Selamat Ulang Tahun PALAPSA…!!!
Suasana
malam hari di perkemahan Desember, sambil menanti pergantian hari sekaligus
merayakan HUT PALAPSA ke 45.
|
Menjelang pukul 00.00 atau pergantian hari,
seluruh anggota PALAPSA dan simpatisan kembali membentuk lingkaran dan
mengelilingi perapian. Tumpukan kayu yang belum lama telah menjadi bara api kini
sudah diganti dengan yang baru. Sesaat lagi, pijar-pijar api unggun akan
kembali menyala, menyambut hari jadi PALAPSA yang ke 45 tahun.

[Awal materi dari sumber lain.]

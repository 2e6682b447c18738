//! 呼び出し方式間の計算結果の一致検証
//!
//! タイミングを信頼する前に、4つの方式が `lhs[i] + rhs[i]` と
//! ビット単位で同じ値を書き込むことを確認する

use crate::core::{BenchError, BenchResult, DispatchStrategy};
use crate::fixture::BinaryOpFixture;
use serde::{Deserialize, Serialize};
use tracing::{debug, info};

/// 検証結果
#[derive(Debug, Clone, PartialEq, Serialize, Deserialize)]
pub struct VerificationReport {
    pub loops: usize,
    pub length: usize,
    pub strategies: Vec<DispatchStrategy>,
}

/// 現在の `loops` で全方式の計算結果を検証
///
/// 各方式の実行前に計算対象範囲を NaN で埋めるため、書き込みを
/// 行わない実装も検出できる。`loops` 以降の要素には触れない
pub fn verify_equivalence(fixture: &mut BinaryOpFixture) -> BenchResult<VerificationReport> {
    let loops = fixture.loops();
    let expected: Vec<f64> = fixture
        .lhs()
        .iter()
        .zip(fixture.rhs())
        .take(loops)
        .map(|(a, b)| a + b)
        .collect();

    for strategy in DispatchStrategy::ALL {
        fixture.poison_active_output();
        fixture.run(strategy);

        let mismatch = fixture
            .active_output()
            .iter()
            .zip(&expected)
            .position(|(actual, expected)| actual.to_bits() != expected.to_bits());

        if let Some(index) = mismatch {
            return Err(BenchError::EquivalenceMismatch {
                strategy,
                index,
                expected: expected[index],
                actual: fixture.active_output()[index],
            });
        }
        debug!(%strategy, loops, "計算結果が一致しました");
    }

    info!(loops, length = fixture.len(), "全方式の計算結果が一致しました");

    Ok(VerificationReport {
        loops,
        length: fixture.len(),
        strategies: DispatchStrategy::ALL.to_vec(),
    })
}

/// 複数のループ回数について検証
pub fn verify_loops(
    fixture: &mut BinaryOpFixture,
    loops: &[usize],
) -> BenchResult<Vec<VerificationReport>> {
    loops
        .iter()
        .map(|&n| {
            fixture.set_loops(n)?;
            verify_equivalence(fixture)
        })
        .collect()
}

Seperti biasa,
sebelum api unggun dinyalakan para peserta akan hening di bawah remang malam.
Lidah
api mulai menari-nari manakala tumpukan kayu bakar tadi disulut, keadaan
kembali terang benderang. Diawali dengan lagu Mars PALAPSA, kami semua
bernyanyi dalam kegembiraan. Setelah Mars PALAPSA dinyanyikan, tempo diturunkan
untuk masuk ke lagu berikutnya, Hymne PALAPSA. Suasana terasa khidmat saat
menyanyikan lagu ini meski angin malam sudah semakin dingin. Satu-persatu kami
bersalaman dan berangkulan sambil memberikan ucapan selamat baik kepada sesama
anggota PALAPSA, simpatisan ataupun alumni PARIPURNA. Acara kemudian
dilanjutkan dengan penyerahan tumpeng dari angkatan tertua PALAPSA, mas Sentot,
kepada Badan Pengurus Harian (BPH) yang diwakili oleh Bambang Suhermanto aka ngkong
Be’es. Dengan demikian, rampung sudah seluruh agenda di hari itu.
Penyerahan
tumpeng secara simbolis dari anggota senior PALAPSA kepada BPH yang diwakili
oleh Bambang suhermanto.
|
Selamat
ulang tahun PALAPSA, semoga di usia yang sematang ini tidak lagi berorientasi
kepada jelajah gunung dan belantara semata, namun sudah bisa berkontribusi
langsung terhadap masyarakat dan lingkungannya.
Menuju Kawah Ratu
Suara
yang keluar dari corong loud speaker
itu mendadak membuat gaduh suasana pagi yang masih tenang, suara siapa lagi
kalau bukan suara bang Helmi. Seketika itu juga para peserta mulai merapat ke
hadapan anggota PALAPSA yang hobi mengoleksi seragam lapangan ini. Waktu sudah
menunjukkan pukul 08.40, tidak lama lagi kami akan melakukan perjalanan menuju
Kawah Ratu yang akan memakan waktu sekitar 2 jam dari lokasi berkemah. Sebagian
peserta ada yang sudah mandi dan wangi, namun ada juga yang belum bersedia
tubuhnya terusik dinginnya air yang dialirkan langsung dari gunung Salak.
Bang
Helmi mulai membagi tugas kepada panitia. Ngkong Usman akan berjalan paling
awal, Ari dan Dani ditugaskan di tengah sedangkan saya menjadi sweeper alias orang yang berada di
bagian paling belakang rombongan. Saya menolak, sebab saya akan
mendokumentasikan perjalanan dan harus mobile (meski faktanya lebih sering
berada di bagian depan rombongan), bang Helmi akhirnya hanya mengangguk saja.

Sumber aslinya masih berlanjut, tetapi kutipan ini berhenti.